■ GOAL OF THE EXERCISE: All lines of the data shown below should be output exactly as they stand.

_ _ _ _ _

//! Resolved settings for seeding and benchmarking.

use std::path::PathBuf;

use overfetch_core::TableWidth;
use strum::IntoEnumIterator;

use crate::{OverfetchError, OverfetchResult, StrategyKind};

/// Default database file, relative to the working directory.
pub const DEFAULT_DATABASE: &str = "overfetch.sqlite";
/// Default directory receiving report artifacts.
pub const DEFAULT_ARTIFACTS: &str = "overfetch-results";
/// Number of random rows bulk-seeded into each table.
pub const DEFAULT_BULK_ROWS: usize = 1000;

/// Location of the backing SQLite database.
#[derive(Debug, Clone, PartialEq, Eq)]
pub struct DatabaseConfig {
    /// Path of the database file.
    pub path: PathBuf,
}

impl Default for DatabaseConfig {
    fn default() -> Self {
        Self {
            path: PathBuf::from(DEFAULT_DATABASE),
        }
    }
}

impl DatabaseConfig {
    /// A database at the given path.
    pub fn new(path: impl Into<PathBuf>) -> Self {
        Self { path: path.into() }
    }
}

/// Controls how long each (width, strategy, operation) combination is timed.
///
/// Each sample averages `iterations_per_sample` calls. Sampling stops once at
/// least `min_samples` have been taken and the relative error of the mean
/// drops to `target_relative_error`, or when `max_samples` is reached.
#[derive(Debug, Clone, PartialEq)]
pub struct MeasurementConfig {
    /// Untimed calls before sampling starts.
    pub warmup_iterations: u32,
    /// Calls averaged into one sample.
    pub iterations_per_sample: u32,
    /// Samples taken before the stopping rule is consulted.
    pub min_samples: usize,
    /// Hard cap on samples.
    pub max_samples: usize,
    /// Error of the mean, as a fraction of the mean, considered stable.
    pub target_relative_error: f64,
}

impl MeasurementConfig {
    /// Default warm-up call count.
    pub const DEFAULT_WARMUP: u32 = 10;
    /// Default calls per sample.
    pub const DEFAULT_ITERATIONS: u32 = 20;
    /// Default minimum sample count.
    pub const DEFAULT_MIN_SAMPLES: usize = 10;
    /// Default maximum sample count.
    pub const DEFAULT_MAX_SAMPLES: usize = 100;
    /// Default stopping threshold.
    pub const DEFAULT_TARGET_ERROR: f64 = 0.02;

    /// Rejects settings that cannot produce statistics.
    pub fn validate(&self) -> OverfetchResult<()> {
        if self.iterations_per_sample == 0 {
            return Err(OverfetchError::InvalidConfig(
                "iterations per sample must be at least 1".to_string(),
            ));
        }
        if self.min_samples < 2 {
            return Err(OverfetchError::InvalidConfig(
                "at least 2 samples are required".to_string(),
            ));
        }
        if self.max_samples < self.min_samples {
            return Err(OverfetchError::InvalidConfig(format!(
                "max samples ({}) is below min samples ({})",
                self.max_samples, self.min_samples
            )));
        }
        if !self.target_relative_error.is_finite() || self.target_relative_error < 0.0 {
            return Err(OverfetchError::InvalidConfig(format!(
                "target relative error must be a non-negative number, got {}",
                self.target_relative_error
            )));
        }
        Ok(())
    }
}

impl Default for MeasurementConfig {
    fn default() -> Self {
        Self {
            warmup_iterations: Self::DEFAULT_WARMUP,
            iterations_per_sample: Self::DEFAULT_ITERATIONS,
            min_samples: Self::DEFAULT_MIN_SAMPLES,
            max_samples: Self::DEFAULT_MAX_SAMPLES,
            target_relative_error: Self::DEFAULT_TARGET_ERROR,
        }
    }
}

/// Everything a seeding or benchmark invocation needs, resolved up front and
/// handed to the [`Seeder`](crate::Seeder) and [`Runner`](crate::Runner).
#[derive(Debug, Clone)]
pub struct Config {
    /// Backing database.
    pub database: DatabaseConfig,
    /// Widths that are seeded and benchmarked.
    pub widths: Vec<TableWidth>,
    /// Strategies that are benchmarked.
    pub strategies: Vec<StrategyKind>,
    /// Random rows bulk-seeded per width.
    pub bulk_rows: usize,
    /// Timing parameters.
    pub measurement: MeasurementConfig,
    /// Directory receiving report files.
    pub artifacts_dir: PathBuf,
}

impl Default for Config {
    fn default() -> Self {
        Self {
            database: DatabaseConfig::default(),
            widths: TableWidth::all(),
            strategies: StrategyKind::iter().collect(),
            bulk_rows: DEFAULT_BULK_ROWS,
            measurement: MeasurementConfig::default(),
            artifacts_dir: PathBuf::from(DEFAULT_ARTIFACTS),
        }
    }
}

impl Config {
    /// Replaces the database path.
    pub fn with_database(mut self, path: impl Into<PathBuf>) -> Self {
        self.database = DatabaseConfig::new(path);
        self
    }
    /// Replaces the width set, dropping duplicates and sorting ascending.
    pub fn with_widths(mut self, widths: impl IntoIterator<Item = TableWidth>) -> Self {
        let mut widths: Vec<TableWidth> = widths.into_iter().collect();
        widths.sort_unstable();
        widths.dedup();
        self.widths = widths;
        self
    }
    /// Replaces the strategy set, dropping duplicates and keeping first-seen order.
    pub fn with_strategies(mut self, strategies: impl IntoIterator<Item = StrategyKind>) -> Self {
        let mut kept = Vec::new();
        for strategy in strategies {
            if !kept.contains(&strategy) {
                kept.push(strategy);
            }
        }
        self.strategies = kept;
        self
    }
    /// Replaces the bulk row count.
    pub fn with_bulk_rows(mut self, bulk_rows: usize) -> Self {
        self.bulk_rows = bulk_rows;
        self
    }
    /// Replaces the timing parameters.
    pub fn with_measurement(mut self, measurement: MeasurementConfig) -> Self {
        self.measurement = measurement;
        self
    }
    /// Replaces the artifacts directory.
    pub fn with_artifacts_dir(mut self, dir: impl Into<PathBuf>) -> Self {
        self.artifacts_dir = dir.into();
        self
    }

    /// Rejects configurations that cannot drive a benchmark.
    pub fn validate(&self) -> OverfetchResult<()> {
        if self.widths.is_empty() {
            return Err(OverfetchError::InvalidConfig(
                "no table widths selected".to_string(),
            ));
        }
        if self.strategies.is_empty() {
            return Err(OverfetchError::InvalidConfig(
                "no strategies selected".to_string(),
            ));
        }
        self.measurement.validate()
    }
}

_ _ _ _ _

■ RESPONSE TO THIS TASK:
//! Resolved settings for seeding and benchmarking.

use std::path::PathBuf;

use overfetch_core::TableWidth;
use strum::IntoEnumIterator;

use crate::{OverfetchError, OverfetchResult, StrategyKind};

/// Default database file, relative to the working directory.
pub const DEFAULT_DATABASE: &str = "overfetch.sqlite";
/// Default directory receiving report artifacts.
pub const DEFAULT_ARTIFACTS: &str = "overfetch-results";
/// Number of random rows bulk-seeded into each table.
pub const DEFAULT_BULK_ROWS: usize = 1000;

/// Location of the backing SQLite database.
#[derive(Debug, Clone, PartialEq, Eq)]
pub struct DatabaseConfig {
    /// Path of the database file.
    pub path: PathBuf,
}

impl Default for DatabaseConfig {
    fn default() -> Self {
        Self {
            path: PathBuf::from(DEFAULT_DATABASE),
        }
    }
}

impl DatabaseConfig {
    /// A database at the given path.
    pub fn new(path: impl Into<PathBuf>) -> Self {
        Self { path: path.into() }
    }
}

/// Controls how long each (width, strategy, operation) combination is timed.
///
/// Each sample averages `iterations_per_sample` calls. Sampling stops once at
/// least `min_samples` have been taken and the relative error of the mean
/// drops to `target_relative_error`, or when `max_samples` is reached.
#[derive(Debug, Clone, PartialEq)]
pub struct MeasurementConfig {
    /// Untimed calls before sampling starts.
    pub warmup_iterations: u32,
    /// Calls averaged into one sample.
    pub iterations_per_sample: u32,
    /// Samples taken before the stopping rule is consulted.
    pub min_samples: usize,
    /// Hard cap on samples.
    pub max_samples: usize,
    /// Error of the mean, as a fraction of the mean, considered stable.
    pub target_relative_error: f64,
}

impl MeasurementConfig {
    /// Default warm-up call count.
    pub const DEFAULT_WARMUP: u32 = 10;
    /// Default calls per sample.
    pub const DEFAULT_ITERATIONS: u32 = 20;
    /// Default minimum sample count.
    pub const DEFAULT_MIN_SAMPLES: usize = 10;
    /// Default maximum sample count.
    pub const DEFAULT_MAX_SAMPLES: usize = 100;
    /// Default stopping threshold.
    pub const DEFAULT_TARGET_ERROR: f64 = 0.02;

    /// Rejects settings that cannot produce statistics.
    pub fn validate(&self) -> OverfetchResult<()> {
        if self.iterations_per_sample == 0 {
            return Err(OverfetchError::InvalidConfig(
                "iterations per sample must be at least 1".to_string(),
            ));
        }
        if self.min_samples < 2 {
            return Err(OverfetchError::InvalidConfig(
                "at least 2 samples are required".to_string(),
            ));
        }
        if self.max_samples < self.min_samples {
            return Err(OverfetchError::InvalidConfig(format!(
                "max samples ({}) is below min samples ({})",
                self.max_samples, self.min_samples
            )));
        }
        if !self.target_relative_error.is_finite() || self.target_relative_error < 0.0 {
            return Err(OverfetchError::InvalidConfig(format!(
                "target relative error must be a non-negative number, got {}",
                self.target_relative_error
            )));
        }
        Ok(())
    }
}

impl Default for MeasurementConfig {
    fn default() -> Self {
        Self {
            warmup_iterations: Self::DEFAULT_WARMUP,
            iterations_per_sample: Self::DEFAULT_ITERATIONS,
            min_samples: Self::DEFAULT_MIN_SAMPLES,
            max_samples: Self::DEFAULT_MAX_SAMPLES,
            target_relative_error: Self::DEFAULT_TARGET_ERROR,
        }
    }
}

/// Everything a seeding or benchmark invocation needs, resolved up front and
/// handed to the [`Seeder`](crate::Seeder) and [`Runner`](crate::Runner).
#[derive(Debug, Clone)]
pub struct Config {
    /// Backing database.
    pub database: DatabaseConfig,
    /// Widths that are seeded and benchmarked.
    pub widths: Vec<TableWidth>,
    /// Strategies that are benchmarked.
    pub strategies: Vec<StrategyKind>,
    /// Random rows bulk-seeded per width.
    pub bulk_rows: usize,
    /// Timing parameters.
    pub measurement: MeasurementConfig,
    /// Directory receiving report files.
    pub artifacts_dir: PathBuf,
}

impl Default for Config {
    fn default() -> Self {
        Self {
            database: DatabaseConfig::default(),
            widths: TableWidth::all(),
            strategies: StrategyKind::iter().collect(),
            bulk_rows: DEFAULT_BULK_ROWS,
            measurement: MeasurementConfig::default(),
            artifacts_dir: PathBuf::from(DEFAULT_ARTIFACTS),
        }
    }
}

impl Config {
    /// Replaces the database path.
    pub fn with_database(mut self, path: impl Into<PathBuf>) -> Self {
        self.database = DatabaseConfig::new(path);
        self
    }
    /// Replaces the width set, dropping duplicates and sorting ascending.
    pub fn with_widths(mut self, widths: impl IntoIterator<Item = TableWidth>) -> Self {
        let mut widths: Vec<TableWidth> = widths.into_iter().collect();
        widths.sort_unstable();
        widths.dedup();
        self.widths = widths;
        self
    }
    /// Replaces the strategy set, dropping duplicates and keeping first-seen order.
    pub fn with_strategies(mut self, strategies: impl IntoIterator<Item = StrategyKind>) -> Self {
        let mut kept = Vec::new();
        for strategy in strategies {
            if !kept.contains(&strategy) {
                kept.push(strategy);
            }
        }
        self.strategies = kept;
        self
    }
    /// Replaces the bulk row count.
    pub fn with_bulk_rows(mut self, bulk_rows: usize) -> Self {
        self.bulk_rows = bulk_rows;
        self
    }
    /// Replaces the timing parameters.
    pub fn with_measurement(mut self, measurement: MeasurementConfig) -> Self {
        self.measurement = measurement;
        self
    }
    /// Replaces the artifacts directory.
    pub fn with_artifacts_dir(mut self, dir: impl Into<PathBuf>) -> Self {
        self.artifacts_dir = dir.into();
        self
    }

    /// Rejects configurations that cannot drive a benchmark.
    pub fn validate(&self) -> OverfetchResult<()> {
        if self.widths.is_empty() {
            return Err(OverfetchError::InvalidConfig(
                "no table widths selected".to_string(),
            ));
        }
        if self.strategies.is_empty() {
            return Err(OverfetchError::InvalidConfig(
                "no strategies selected".to_string(),
            ));
        }
        self.measurement.validate()
    }
}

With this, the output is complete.